Río de Janeiro

Porque siempre hay una esperanza

Diez refugiados competirán en Río bajo la bandera olímpica. Por ellos y por los millones de personas que sufren historias como las suyas

El equipo olímpico de refugiados posa en el Corcovado
El equipo olímpico de refugiados posa en el Corcovadolarazon

Diez refugiados competirán en Río bajo la bandera olímpica. Por ellos y por los millones de personas que sufren historias como las suyas

Diez atletas se hacían el fin de semana una foto en el Cristo del Corcovado. Sonreían. Un instante de felicidad tras una vida que nadie se merece y que por desgracia muchas personas tienen que sufrir. Y muchas son muchas: hasta 60 millones, obligadas a abandonar su casa, a dejarlo todo atrás para convertirse en refugiados por culpa de la guerra. En un evento como los Juegos Olímpicos, en el que el negocio ha ido comiéndole terreno al deporte palmo a palmo, todavía quedan iniciativas que rescatar, más allá de lo que puedan ofrecer en el tartán, la piscina o el pabellón Phelps, Bolt y compañía. El Comité Olímpico Internacional decidió crear un equipo de refugiados con diez integrantes (dos nadadores, dos judocas y seis atletas) que lucharán por los millones que han padecido y padecen historias como las suyas. Y sí, son deportistas, que entrenaban pese a todo y siguen haciéndolo.

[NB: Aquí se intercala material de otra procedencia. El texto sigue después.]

// Format dispatch shared by the Xcursor and Hyprcursor encoders

use std::fmt;
use std::fs;
use std::io;
use std::path::{Path, PathBuf};

use crate::error::{BuildError, IoContext, Result};
use crate::model::Theme;
use crate::pipeline::fs_ops;
use crate::pipeline::hyprcursor::{HyprcursorEncoder, META_FILE};
use crate::pipeline::size_set::SizeSet;
use crate::pipeline::xcursor::XcursorEncoder;

#[derive(Debug, Clone, Copy, PartialEq, Eq, PartialOrd, Ord)]
pub enum Format {
    Xcursor,
    Hyprcursor,
}

impl fmt::Display for Format {
    fn fmt(&self, f: &mut fmt::Formatter<'_>) -> fmt::Result {
        match self {
            Format::Xcursor => f.write_str("xcursor"),
            Format::Hyprcursor => f.write_str("hyprcursor"),
        }
    }
}

#[derive(Debug, Clone, Copy, Default)]
pub struct EncoderOptions {
    /// Ship the SVG sources in Hyprcursor shapes instead of PNGs.
    pub hypr_svg: bool,
}

impl Format {
    pub fn encoder(self, options: EncoderOptions) -> Box<dyn ThemeEncoder> {
        match self {
            Format::Xcursor => Box::new(XcursorEncoder),
            Format::Hyprcursor => Box::new(HyprcursorEncoder::new(options.hypr_svg)),
        }
    }
}

/// The on-disk artifact of one cursor, built in memory before writing.
#[derive(Debug, Clone, PartialEq, Eq)]
pub enum EncodedCursor {
    Xcursor {
        name: String,
        aliases: Vec<String>,
        data: Vec<u8>,
    },
    Hyprcursor {
        name: String,
        meta: String,
        files: Vec<(String, Vec<u8>)>,
    },
}

impl EncodedCursor {
    pub fn name(&self) -> &str {
        match self {
            EncodedCursor::Xcursor { name, .. } | EncodedCursor::Hyprcursor { name, .. } => name,
        }
    }

    /// Writes the artifact below `cursors_dir` and returns its main path.
    pub fn write(&self, cursors_dir: &Path) -> Result<PathBuf> {
        match self {
            EncodedCursor::Xcursor {
                name,
                aliases,
                data,
            } => {
                let path = cursors_dir.join(name);
                fs::write(&path, data).io_context(format!("writing cursor `{}`", name), &path)?;
                for alias in aliases {
                    let link = cursors_dir.join(alias);
                    fs_ops::link_alias(name, &link)
                        .io_context(format!("linking alias `{}` of `{}`", alias, name), &link)?;
                }
                Ok(path)
            }
            // write failures surface as Encode errors
            EncodedCursor::Hyprcursor { name, meta, files } => {
                let fail = |path: &Path, e: io::Error| {
                    BuildError::encode(
                        name,
                        Format::Hyprcursor,
                        format!("writing {}: {}", path.display(), e),
                    )
                };

                let dir = cursors_dir.join(name);
                fs::create_dir_all(&dir).map_err(|e| fail(&dir, e))?;
                for (file, bytes) in files {
                    let path = dir.join(file);
                    fs::write(&path, bytes).map_err(|e| fail(&path, e))?;
                }
                let meta_path = dir.join(META_FILE);
                fs::write(&meta_path, meta).map_err(|e| fail(&meta_path, e))?;
                Ok(dir)
            }
        }
    }
}

/// One implementation per [`Format`]. The assembler only talks to this.
pub trait ThemeEncoder: Sync {
    fn format(&self) -> Format;

    /// Directory under the theme dir that holds the per-cursor artifacts.
    fn cursors_dir(&self, theme_dir: &Path) -> PathBuf;

    /// Theme-level files, written last.
    fn index_files(&self, theme_dir: &Path) -> Vec<PathBuf>;

    /// Rejects a theme this format cannot hold, before anything is rasterized.
    fn check(&self, _theme: &Theme) -> Result<()> {
        Ok(())
    }

    fn encode(&self, set: &SizeSet) -> Result<EncodedCursor>;

    fn write_index(&self, theme: &Theme, sets: &[SizeSet], theme_dir: &Path) -> Result<()>;
}
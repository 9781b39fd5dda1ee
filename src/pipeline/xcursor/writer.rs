use byteorder::{LittleEndian, WriteBytesExt};
use image::RgbaImage;
use std::io::{self, Write};

pub const MAGIC: &[u8] = b"Xcur";
pub const FILE_HEADER_SIZE: u32 = 16;
pub const VERSION: u32 = 0x0001_0000;
pub const CHUNK_IMAGE: u32 = 0xFFFD_0002;
pub const IMAGE_HEADER_SIZE: u32 = 36;
pub const IMAGE_VERSION: u32 = 1;
const TOC_ENTRY_SIZE: u32 = 12;

/// Largest width/height libXcursor accepts.
pub const MAX_IMAGE_SIZE: u32 = 0x7FFF;

pub struct ImageChunk<'a> {
    pub nominal: u32,
    pub hotspot: (u32, u32),
    pub delay: u32,
    pub image: &'a RgbaImage,
}

impl ImageChunk<'_> {
    fn byte_len(&self) -> u64 {
        IMAGE_HEADER_SIZE as u64 + self.image.width() as u64 * self.image.height() as u64 * 4
    }
}

/// Total file size for `chunks`, or `None` if positions overflow `u32`.
pub fn encoded_len(chunks: &[ImageChunk<'_>]) -> Option<u32> {
    let toc = chunks.len() as u64 * TOC_ENTRY_SIZE as u64;
    let body: u64 = chunks.iter().map(|c| c.byte_len()).sum();
    u32::try_from(FILE_HEADER_SIZE as u64 + toc + body).ok()
}

pub fn to_x11(chunks: &[ImageChunk<'_>]) -> io::Result<Vec<u8>> {
    let total = encoded_len(chunks)
        .ok_or_else(|| io::Error::new(io::ErrorKind::InvalidInput, "cursor file exceeds 4 GiB"))?;
    let mut output = Vec::with_capacity(total as usize);

    output.write_all(MAGIC)?;
    output.write_u32::<LittleEndian>(FILE_HEADER_SIZE)?;
    output.write_u32::<LittleEndian>(VERSION)?;
    output.write_u32::<LittleEndian>(chunks.len() as u32)?;

    let mut position = FILE_HEADER_SIZE + chunks.len() as u32 * TOC_ENTRY_SIZE;
    for chunk in chunks {
        output.write_u32::<LittleEndian>(CHUNK_IMAGE)?;
        output.write_u32::<LittleEndian>(chunk.nominal)?;
        output.write_u32::<LittleEndian>(position)?;
        position += chunk.byte_len() as u32;
    }

    for chunk in chunks {
        output.write_u32::<LittleEndian>(IMAGE_HEADER_SIZE)?;
        output.write_u32::<LittleEndian>(CHUNK_IMAGE)?;
        output.write_u32::<LittleEndian>(chunk.nominal)?;
        output.write_u32::<LittleEndian>(IMAGE_VERSION)?;
        output.write_u32::<LittleEndian>(chunk.image.width())?;
        output.write_u32::<LittleEndian>(chunk.image.height())?;
        output.write_u32::<LittleEndian>(chunk.hotspot.0)?;
        output.write_u32::<LittleEndian>(chunk.hotspot.1)?;
        output.write_u32::<LittleEndian>(chunk.delay)?;
        write_premultiplied(&mut output, chunk.image)?;
    }

    Ok(output)
}

/// Pixels as little-endian ARGB32 with premultiplied alpha (B, G, R, A bytes).
fn write_premultiplied<W: Write>(out: &mut W, image: &RgbaImage) -> io::Result<()> {
    for pixel in image.pixels() {
        let [r, g, b, a] = pixel.0;
        out.write_all(&[
            premultiply(b, a),
            premultiply(g, a),
            premultiply(r, a),
            a,
        ])?;
    }
    Ok(())
}

fn premultiply(c: u8, a: u8) -> u8 {
    ((c as u32 * a as u32 + 127) / 255) as u8
}
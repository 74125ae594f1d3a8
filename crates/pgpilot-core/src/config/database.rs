//! Database connection configuration.
//!
//! Three ways to point pgpilot at a database, in order of precedence:
//! 1. `database_url_env` - name of an environment variable holding the URL
//! 2. `database_url` - the URL itself
//! 3. Individual fields (host, port, database, username, password)

use serde::{Deserialize, Serialize};

/// Configuration for the Postgres connection.
#[derive(Debug, Clone, Serialize, Deserialize)]
pub struct DatabaseConfig {
    /// Environment variable name containing the connection URL.
    #[serde(default, skip_serializing_if = "Option::is_none")]
    pub database_url_env: Option<String>,

    /// Full connection URL.
    #[serde(default, skip_serializing_if = "Option::is_none")]
    pub database_url: Option<String>,

    #[serde(default = "default_host")]
    pub host: String,

    #[serde(default = "default_port")]
    pub port: u16,

    #[serde(default = "default_database")]
    pub database: String,

    #[serde(default = "default_username")]
    pub username: String,

    #[serde(default, skip_serializing_if = "Option::is_none")]
    pub password: Option<String>,

    /// Environment variable containing the password.
    #[serde(default, skip_serializing_if = "Option::is_none")]
    pub password_env: Option<String>,

    /// Schema whose tables and columns are cached and exposed to tools.
    #[serde(default = "default_schema")]
    pub schema: String,

    /// Per-session `statement_timeout`, in milliseconds. Zero disables it.
    #[serde(default = "default_statement_timeout_ms")]
    pub statement_timeout_ms: u64,

    #[serde(default)]
    pub pool: PoolConfig,
}

impl Default for DatabaseConfig {
    fn default() -> Self {
        Self {
            database_url_env: None,
            database_url: None,
            host: default_host(),
            port: default_port(),
            database: default_database(),
            username: default_username(),
            password: None,
            password_env: None,
            schema: default_schema(),
            statement_timeout_ms: default_statement_timeout_ms(),
            pool: PoolConfig::default(),
        }
    }
}

/// Connection pool configuration.
#[derive(Debug, Clone, Serialize, Deserialize)]
pub struct PoolConfig {
    #[serde(default = "default_max_connections")]
    pub max_connections: u32,

    /// Timeout in seconds when acquiring a connection.
    #[serde(default = "default_acquire_timeout")]
    pub acquire_timeout_seconds: u64,
}

impl Default for PoolConfig {
    fn default() -> Self {
        Self {
            max_connections: default_max_connections(),
            acquire_timeout_seconds: default_acquire_timeout(),
        }
    }
}

impl DatabaseConfig {
    /// Build a PostgreSQL connection string from this configuration.
    pub fn connection_string(&self) -> String {
        if let Some(env_var) = &self.database_url_env
            && let Ok(url) = std::env::var(env_var)
        {
            return url;
        }

        if let Some(url) = &self.database_url {
            return url.clone();
        }

        match self.password() {
            Some(password) => format!(
                "postgresql://{}:{}@{}:{}/{}",
                self.username, password, self.host, self.port, self.database
            ),
            None => format!(
                "postgresql://{}@{}:{}/{}",
                self.username, self.host, self.port, self.database
            ),
        }
    }

    fn password(&self) -> Option<String> {
        if let Some(env_var) = &self.password_env
            && let Ok(password) = std::env::var(env_var)
        {
            return Some(password);
        }
        self.password.clone()
    }
}

fn default_host() -> String {
    "localhost".to_string()
}

fn default_port() -> u16 {
    5432
}

fn default_database() -> String {
    "postgres".to_string()
}

fn default_username() -> String {
    "postgres".to_string()
}

fn default_schema() -> String {
    "public".to_string()
}

fn default_statement_timeout_ms() -> u64 {
    30_000
}

fn default_max_connections() -> u32 {
    5
}

fn default_acquire_timeout() -> u64 {
    30
}
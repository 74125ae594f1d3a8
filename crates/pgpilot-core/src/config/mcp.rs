//! MCP server configuration.

use serde::{Deserialize, Serialize};

/// Configuration for the MCP server.
///
/// Only the stdio transport exists, so there is nothing to choose beyond the
/// name the server reports during `initialize`.
#[derive(Debug, Clone, Serialize, Deserialize)]
pub struct McpConfig {
    /// Server name reported in `serverInfo`.
    #[serde(default = "default_server_name")]
    pub server_name: String,
}

impl Default for McpConfig {
    fn default() -> Self {
        Self {
            server_name: default_server_name(),
        }
    }
}

fn default_server_name() -> String {
    "pgpilot".to_string()
}
//! # pgpilot-mcp
//!
//! MCP (Model Context Protocol) server exposing a Postgres database to AI
//! agents through a small, fixed set of tools.
//!
//! ## Tools
//!
//! | Tool | Read-only | Description |
//! |------|-----------|-------------|
//! | `query` | yes | SELECT / WITH / EXPLAIN, capped at `max_rows` when unlimited |
//! | `execute` | no | DML and DDL; DDL invalidates the schema cache |
//! | `list_tables` | yes | Table names from the schema cache |
//! | `describe_table` | yes | Columns and indexes of one table |
//! | `sample_data` | yes | A few rows plus JSON column shapes and keys |
//! | `search_schema` | yes | Substring search over table and column names |
//!
//! Database errors come back as tool results (`isError: true`) whose text has
//! been rewritten with "did you mean" suggestions where possible.
//!
//! ## Example Usage
//!
//! ```ignore
//! use pgpilot_assist::SchemaCache;
//! use pgpilot_mcp::{McpServer, ToolExecutor};
//!
//! let adapter = Arc::new(PgAdapter::connect(&config.database).await?);
//! let cache = Arc::new(SchemaCache::new(adapter.clone(), config.schema_cache.ttl()));
//! let executor = ToolExecutor::new(adapter, cache, config.guardrails.clone());
//!
//! McpServer::new(config.mcp.clone(), executor).run_stdio().await?;
//! ```

pub mod error;
pub mod executor;
pub mod protocol;
pub mod server;
pub mod tools;

pub use error::McpError;
pub use executor::{ExecutionResult, ToolExecutor, apply_row_cap};
pub use protocol::{JsonRpcRequest, JsonRpcResponse, ToolContent, ToolDefinition};
pub use server::McpServer;
pub use tools::{TOOLSET_VERSION, ToolKind, ToolRegistry};
//! The tool set and its registry.
//!
//! The set of tools is closed: [`ToolKind`] lists every tool this server can
//! offer and [`TOOLSET_VERSION`] changes whenever a tool is added, removed or
//! changes its input shape. The registry holds the subset offered under the
//! current guardrails.

use crate::protocol::{ToolAnnotations, ToolDefinition};
use pgpilot_core::GuardrailsConfig;
use serde_json::json;
use std::collections::HashMap;

/// Version of the tool set, reported in `serverInfo`.
pub const TOOLSET_VERSION: &str = "1";

#[derive(Debug, Clone, Copy, PartialEq, Eq, Hash)]
pub enum ToolKind {
    Query,
    Execute,
    ListTables,
    DescribeTable,
    SampleData,
    SearchSchema,
}

impl ToolKind {
    pub const ALL: [ToolKind; 6] = [
        ToolKind::Query,
        ToolKind::Execute,
        ToolKind::ListTables,
        ToolKind::DescribeTable,
        ToolKind::SampleData,
        ToolKind::SearchSchema,
    ];

    pub fn name(&self) -> &'static str {
        match self {
            ToolKind::Query => "query",
            ToolKind::Execute => "execute",
            ToolKind::ListTables => "list_tables",
            ToolKind::DescribeTable => "describe_table",
            ToolKind::SampleData => "sample_data",
            ToolKind::SearchSchema => "search_schema",
        }
    }

    pub fn from_name(name: &str) -> Option<Self> {
        Self::ALL.into_iter().find(|k| k.name() == name)
    }

    pub fn is_read_only(&self) -> bool {
        !matches!(self, ToolKind::Execute)
    }

    /// MCP definition, with limits taken from `guardrails`.
    pub fn definition(&self, guardrails: &GuardrailsConfig) -> ToolDefinition {
        let (description, input_schema) = match self {
            ToolKind::Query => (
                format!(
                    "Run a read-only SELECT, WITH or EXPLAIN statement. Statements without a LIMIT are capped at {} rows.",
                    guardrails.max_rows
                ),
                json!({
                    "type": "object",
                    "properties": {
                        "sql": {"type": "string", "description": "SQL text; use $1, $2, ... for values"},
                        "params": {"type": "array", "description": "Values bound to $1, $2, ..."}
                    },
                    "required": ["sql"]
                }),
            ),
            ToolKind::Execute => (
                "Run an INSERT, UPDATE, DELETE or DDL statement. Schema changes refresh the cached schema.".to_string(),
                json!({
                    "type": "object",
                    "properties": {
                        "sql": {"type": "string", "description": "SQL text; use $1, $2, ... for values"},
                        "params": {"type": "array", "description": "Values bound to $1, $2, ..."}
                    },
                    "required": ["sql"]
                }),
            ),
            ToolKind::ListTables => (
                "List the tables of the database schema.".to_string(),
                json!({"type": "object", "properties": {}}),
            ),
            ToolKind::DescribeTable => (
                "Show the columns and indexes of a table.".to_string(),
                json!({
                    "type": "object",
                    "properties": {
                        "table": {"type": "string", "description": "Table name"}
                    },
                    "required": ["table"]
                }),
            ),
            ToolKind::SampleData => (
                "Fetch a few rows of a table, with the shape and keys of any JSON columns.".to_string(),
                json!({
                    "type": "object",
                    "properties": {
                        "table": {"type": "string", "description": "Table name"},
                        "limit": {
                            "type": "integer",
                            "minimum": 1,
                            "maximum": guardrails.max_sample_rows,
                            "default": guardrails.sample_rows
                        }
                    },
                    "required": ["table"]
                }),
            ),
            ToolKind::SearchSchema => (
                "Find tables and columns whose names contain a text fragment.".to_string(),
                json!({
                    "type": "object",
                    "properties": {
                        "pattern": {"type": "string", "description": "Case-insensitive name fragment"}
                    },
                    "required": ["pattern"]
                }),
            ),
        };

        ToolDefinition {
            name: self.name().to_string(),
            description: Some(description),
            input_schema,
            annotations: Some(ToolAnnotations {
                read_only: Some(self.is_read_only()),
                invalidates_schema: (*self == ToolKind::Execute).then_some(true),
            }),
        }
    }
}

/// Registry of offered tools.
#[derive(Clone, Default)]
pub struct ToolRegistry {
    tools: HashMap<String, (ToolKind, ToolDefinition)>,
}

impl ToolRegistry {
    /// Create a new empty tool registry.
    pub fn new() -> Self {
        Self::default()
    }

    /// Every tool allowed by `guardrails`. `execute` is left out in read-only mode.
    pub fn from_guardrails(guardrails: &GuardrailsConfig) -> Self {
        let mut registry = Self::new();
        for kind in ToolKind::ALL {
            if guardrails.read_only && !kind.is_read_only() {
                continue;
            }
            registry.register(kind, kind.definition(guardrails));
        }
        registry
    }

    pub fn register(&mut self, kind: ToolKind, tool: ToolDefinition) {
        self.tools.insert(tool.name.clone(), (kind, tool));
    }

    pub fn get(&self, name: &str) -> Option<(ToolKind, &ToolDefinition)> {
        self.tools.get(name).map(|(kind, tool)| (*kind, tool))
    }

    pub fn contains(&self, name: &str) -> bool {
        self.tools.contains_key(name)
    }

    /// Registered tools in [`ToolKind::ALL`] order.
    pub fn list(&self) -> Vec<&ToolDefinition> {
        ToolKind::ALL
            .iter()
            .filter_map(|k| self.tools.get(k.name()).map(|(_, tool)| tool))
            .collect()
    }

    pub fn len(&self) -> usize {
        self.tools.len()
    }

    pub fn is_empty(&self) -> bool {
        self.tools.is_empty()
    }

    pub fn names(&self) -> Vec<&str> {
        self.list().iter().map(|t| t.name.as_str()).collect()
    }
}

Detrás de cada sonrisa, un drama, por mucho que uno intente no ponerse melodramático. No se puede calificar de otra forma la historia de Anjeline Lohalith, que no sabe qué aspecto tendrán sus padres, ni siquiera si estarán vivos, aunque le han comentado que seguramente sí. Desde que tenía seis años no los ha visto y ahora ya cuenta 21. Tuvo que huir de Sudán del Sur cuando la guerra lo destruyó todo, pero no se olvida de ellos. Si consiguiera un premio, lo primero que haría es comprarle a su padre una casa mejor, según ha confesado en declaraciones recogidas por ACNUR, la agencia de la ONU para los refugiados. Se entrenaba en el campo de refugiados en el que estaba en el norte de Kenia. En la prueba de 1.500 en Río, correrá delante de miles de personas en directo y muchas más por televisión. La misma guerra dejó a James Chiengjiek sin hogar. Dicen que correr es de cobardes pero muchos casos demuestran lo contrario. Él corrió para no convertirse en un niño soldado y en Río correrá en la prueba de 800, para «inspirar a otros» a que no se rindan ante la adversidad. Similar mensaje, y en idéntica distancia, defienden Yiech Pur Biel, en chicos, y Rose Lokonyen, en chicas. «Quiero representar a mi pueblo y si logro alcanzar mi objetivo quizá pueda regresar y organizar una carrera para promover la paz y unir a la gente», dice ella, que descubrió hace apenas un año su talento para el atletismo. «Puedo demostrarles a mis compañeros refugiados que hay oportunidades y esperanza en la vida», asegura él, que empezó con el fútbol y terminó en el atletismo. Ellos cuatro están en Kenia, como Paulo Lokoro, un pastor que vio cómo la guerra en Sudán del Sur acababa con su ganado y con todo lo que le rodeaba y le obligó a huir. Ha pasado de correr sin zapatillas a hacerlo a las órdenes de la ex atleta Tegla Loroupe.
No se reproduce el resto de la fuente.